To download data please use:

Linux based OS
Python 3.8.10 or higher version

Then run:

pip install PyYAML
python download_data.py --data_dir data

That Linux based OS is required due to NTFS filenames issue. Some files that would be downloaded and processed have names that are invalid in Windows/NTFS systems (such as version->1.2.js).

Using python with lower versions may result in OSError: [Errno 40] Too many levels of symbolic links exception.

Resulting dataset has no invalid filenames and can be used on Windows OS.
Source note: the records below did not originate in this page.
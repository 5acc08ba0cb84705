//! The error-case percentage helper.
//!
//! Builds the `100 * sum(rate(failures)) / sum(rate(total))` ratio idiom
//! with one grouping list driving both sides. Numerator and denominator
//! must carry identical `by (...)` clauses or the division silently
//! produces many-to-many match errors at PromQL evaluation time; taking a
//! single grouping argument makes that mismatch unrepresentable.

use std::time::Duration;

use promforge_expr::{Expr, LabelMatcher, MetricName, VectorSelector};
use serde::{Deserialize, Serialize};

use crate::error::Result;

/// One side of a counter ratio: a metric, its matchers, and a rate window.
#[derive(Debug, Clone, PartialEq, Serialize, Deserialize)]
pub struct CounterSpec {
    /// The counter metric name.
    pub metric: MetricName,
    /// Label matchers applied to the selector.
    pub matchers: Vec<LabelMatcher>,
    /// The `rate(...)` lookback window.
    pub range: Duration,
}

impl CounterSpec {
    /// Creates a spec with no matchers.
    #[must_use]
    pub const fn new(metric: MetricName, range: Duration) -> Self {
        Self {
            metric,
            matchers: Vec::new(),
            range,
        }
    }

    /// Adds a matcher and returns self for chaining.
    #[must_use]
    pub fn matcher(mut self, matcher: LabelMatcher) -> Self {
        self.matchers.push(matcher);
        self
    }

    /// `sum by (grouping) (rate(metric{matchers}[range]))`.
    fn rate_sum(&self, grouping: &[&str]) -> Result<Expr> {
        let selector = VectorSelector::new(self.metric.clone(), self.matchers.iter().cloned());
        Ok(Expr::sum_by(grouping, Expr::rate(selector, self.range))?)
    }
}

/// Builds `100 * sum by (g) (rate(failure)) / sum by (g) (rate(total))`.
///
/// The single `grouping` argument is applied to both sides, so the two
/// `by (...)` clauses are identical by construction.
///
/// # Errors
///
/// Returns an error if a grouping label name is invalid.
pub fn error_case_percentage(
    failure: &CounterSpec,
    total: &CounterSpec,
    grouping: &[&str],
) -> Result<Expr> {
    let numerator = failure.rate_sum(grouping)?;
    let denominator = total.rate_sum(grouping)?;
    Ok(Expr::div(
        Expr::mul(Expr::number(100.0), numerator),
        denominator,
    ))
}
#[cfg(test)]
mod tests {
    use super::*;
    use crate::matcher::MatchOp;

    fn metric(name: &str) -> MetricName {
        MetricName::new(name).unwrap()
    }

    fn requests_template() -> Expr {
        // sum by (job) (rate(http_requests_total{code="500"}[5m]))
        let selector = VectorSelector::new(
            metric("http_requests_total"),
            [LabelMatcher::eq("code", "500").unwrap()],
        );
        Expr::sum_by(&["job"], Expr::rate(selector, Duration::from_secs(300))).unwrap()
    }

    mod metric_name_tests {
        use super::*;

        #[test]
        fn valid_metric_name() {
            let name = MetricName::new("objstore_bucket_operations_total");
            assert!(name.is_ok());
        }

        #[test]
        fn valid_metric_name_with_colons() {
            let name = MetricName::new("cluster:request_rate:sum");
            assert!(name.is_ok());
        }

        #[test]
        fn empty_metric_name_fails() {
            let name = MetricName::new("");
            assert!(name.is_err());
            match name {
                Err(ExprError::InvalidMetricName { reason }) => {
                    assert!(reason.contains("empty"));
                }
                _ => panic!("expected InvalidMetricName error"),
            }
        }

        #[test]
        fn metric_name_starting_with_number_fails() {
            assert!(MetricName::new("0_invalid").is_err());
        }

        #[test]
        fn metric_name_with_dash_fails() {
            assert!(MetricName::new("invalid-name").is_err());
        }

        #[test]
        fn metric_name_too_long_fails() {
            let long_name = "a".repeat(MetricName::MAX_LENGTH + 1);
            assert!(MetricName::new(long_name).is_err());
        }
    }

    mod constructor_tests {
        use super::*;

        #[test]
        fn vector_selector_collapses_duplicate_matcher_names() {
            let selector = VectorSelector::new(
                metric("up"),
                [
                    LabelMatcher::eq("job", "old").unwrap(),
                    LabelMatcher::eq("job", "new").unwrap(),
                ],
            );
            assert_eq!(selector.matchers().len(), 1);
            assert_eq!(selector.matchers()[0].value, "new");
        }

        #[test]
        fn call_with_correct_arity_succeeds() {
            let arg = Expr::matrix(
                VectorSelector::new(metric("up"), []),
                Duration::from_secs(300),
            );
            let call = Expr::call(Function::Rate, vec![arg]).unwrap();
            assert_eq!(call.to_string(), "rate(up[5m])");
        }

        #[test]
        fn call_with_wrong_arity_fails_at_construction() {
            let err = Expr::call(Function::HistogramQuantile, vec![Expr::number(0.99)]);
            match err {
                Err(ExprError::WrongArity {
                    func,
                    expected,
                    got,
                }) => {
                    assert_eq!(func, "histogram_quantile");
                    assert_eq!(expected, 2);
                    assert_eq!(got, 1);
                }
                _ => panic!("expected WrongArity error"),
            }
        }

        #[test]
        fn aggregate_rejects_invalid_grouping_label() {
            let body = Expr::vector(VectorSelector::new(metric("up"), []));
            let result = Expr::sum_by(&["job", "bad-label"], body);
            assert!(matches!(
                result,
                Err(ExprError::InvalidLabelName { name }) if name == "bad-label"
            ));
        }
    }

    mod with_matchers_tests {
        use super::*;

        #[test]
        fn replaces_existing_and_appends_new() {
            let template = requests_template();
            let merged = template
                .with_matchers(&[
                    LabelMatcher::eq("namespace", "prod").unwrap(),
                    LabelMatcher::regex("code", "4..").unwrap(),
                ])
                .to_string();

            assert_eq!(
                merged,
                "sum by (job) (rate(http_requests_total{code=~\"4..\", namespace=\"prod\"}[5m]))"
            );
        }

        #[test]
        fn template_is_not_mutated_by_merges() {
            let template = requests_template();
            let before = template.to_string();

            let first = template.with_matchers(&[LabelMatcher::eq("namespace", "a").unwrap()]);
            let second = template.with_matchers(&[LabelMatcher::eq("namespace", "b").unwrap()]);

            assert_eq!(template.to_string(), before);
            assert!(first.to_string().contains("namespace=\"a\""));
            assert!(second.to_string().contains("namespace=\"b\""));
        }

        #[test]
        fn empty_list_returns_equal_but_independent_copy() {
            let template = requests_template();
            let copy = template.with_matchers(&[]);
            assert_eq!(copy, template);
        }

        #[test]
        fn merge_reaches_every_selector_in_a_ratio() {
            let errors = VectorSelector::new(metric("foo_errors_total"), []);
            let total = VectorSelector::new(metric("foo_total"), []);
            let range = Duration::from_secs(300);
            let ratio = Expr::div(
                Expr::sum_by(&["job"], Expr::rate(errors, range)).unwrap(),
                Expr::sum_by(&["job"], Expr::rate(total, range)).unwrap(),
            );

            let merged = ratio
                .with_matchers(&[LabelMatcher::eq("namespace", "ns1").unwrap()])
                .to_string();

            assert_eq!(merged.matches("namespace=\"ns1\"").count(), 2);
        }

        #[test]
        fn merge_reaches_selectors_behind_parens_and_calls() {
            let buckets = VectorSelector::new(metric("req_duration_seconds_bucket"), []);
            let expr = Expr::paren(Expr::histogram_quantile(
                0.99,
                Expr::sum_by(
                    &["le"],
                    Expr::rate(buckets, Duration::from_secs(300)),
                )
                .unwrap(),
            ));

            let merged = expr.with_matchers(&[LabelMatcher::eq("job", "api").unwrap()]);
            assert!(merged.to_string().contains("job=\"api\""));
        }

        #[test]
        fn pair_adapter_matches_typed_entry_point() {
            let template = requests_template();
            let via_pairs = template
                .with_matcher_pairs(&[("namespace", "prod")])
                .unwrap();
            let via_typed =
                template.with_matchers(&[LabelMatcher::eq("namespace", "prod").unwrap()]);
            assert_eq!(via_pairs, via_typed);
        }

        #[test]
        fn pair_adapter_rejects_invalid_name() {
            let template = requests_template();
            assert!(template.with_matcher_pairs(&[("bad-name", "x")]).is_err());
        }

        #[test]
        fn selector_count_sees_the_whole_tree() {
            let errors = VectorSelector::new(metric("a_total"), []);
            let total = VectorSelector::new(metric("b_total"), []);
            let range = Duration::from_secs(60);
            let ratio = Expr::div(
                Expr::rate(errors, range),
                Expr::rate(total, range),
            );
            assert_eq!(ratio.selector_count(), 2);
            assert_eq!(Expr::number(1.0).selector_count(), 0);
        }
    }

    mod serde_tests {
        use super::*;

        #[test]
        fn expr_serialization_roundtrip() {
            let original = requests_template();

            let json = serde_json::to_string(&original).unwrap();
            let parsed: Expr = serde_json::from_str(&json).unwrap();
            assert_eq!(parsed, original);
        }
    }

    mod proptest_tests {
        use super::*;
        use proptest::prelude::*;

        fn fresh_matchers(names: &[String]) -> Vec<LabelMatcher> {
            names
                .iter()
                .map(|n| LabelMatcher::new(n.clone(), "v", MatchOp::Equal).unwrap())
                .collect()
        }

        proptest! {
            // Labels that do not collide with the template's own matchers
            // ("code") or grouping ("job") leave the template's matchers in
            // place and append at the end.
            #[test]
            fn disjoint_merge_appends_and_preserves(
                names in prop::collection::hash_set("[a-m_][a-z0-9_]{2,8}", 1..5),
            ) {
                let names: Vec<String> = names
                    .into_iter()
                    .filter(|n| n != "code" && n != "job")
                    .collect();
                let template = requests_template();
                let merged = template.with_matchers(&fresh_matchers(&names));

                let rendered = merged.to_string();
                prop_assert!(rendered.contains("code=\"500\""));
                for name in &names {
                    let expected = format!("{name}=\"v\"");
                    prop_assert!(rendered.contains(&expected));
                }
                // Original template untouched.
                prop_assert!(!template.to_string().contains("=\"v\""));
            }

            #[test]
            fn merge_is_idempotent(
                names in prop::collection::hash_set("[a-m_][a-z0-9_]{2,8}", 1..5),
            ) {
                let names: Vec<String> = names.into_iter().collect();
                let matchers = fresh_matchers(&names);
                let template = requests_template();

                let once = template.with_matchers(&matchers);
                let twice = once.with_matchers(&matchers);
                prop_assert_eq!(once, twice);
            }
        }
    }
}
tmp directory can be removed after dataset generated.

Data Overview

Data Statistics

Dataset consists of 19,459,282 lines of code extracted from 11,408 files in 297 different repositories. Total 73,842 lines of code are labeled, of which 4,583 (6%) labeled as True. Labeled data divided into 8 major categories according to their properties.

Lines of code by language

Language	Total	Labeled	True	Language	Total	Labeled	True
Text	85,144	10,896	1,626	No Extension	48,645	1,132	49
Go	838,816	6,515	459	Config	7,920	340	46
YAML	74,643	2,781	344	AsciiDoc	27,803	448	36
JavaScript	742,704	4,130	340	Shell	42,019	1,340	31
Python	351,494	5,643	260	Haskell	5,127	90	31
Markdown	186,099	3,752	253	Java Properties	1,878	124	30
Java	178,326	1,751	148	reStructuredText	38,267	531	21
Ruby	186,196	4,669	145	SQLPL	16,808	612	20
Key	8,803	364	116	Objective-C	19,840	211	14
TypeScript	151,832	2,533	79	TOML	2,566	239	12
PHP	113,865	1,936	76	Scala	9,564	163	12
JSON	15,036,863	14,430	238	Other	1,226,683	7,803	172

True credentials by category

please, find wide info in https://raw.githubusercontent.com/Samsung/CredSweeper/main/cicd/benchmark.txt

Data

Selecting Target Repositories

In order to collect various cases in which credentials exist, we selected publicly accessible repositories on Github through the following process:

We wanted to collect credentials from repositories for various languages, frameworks, and topics, so we primarily collected 181 topics on Github.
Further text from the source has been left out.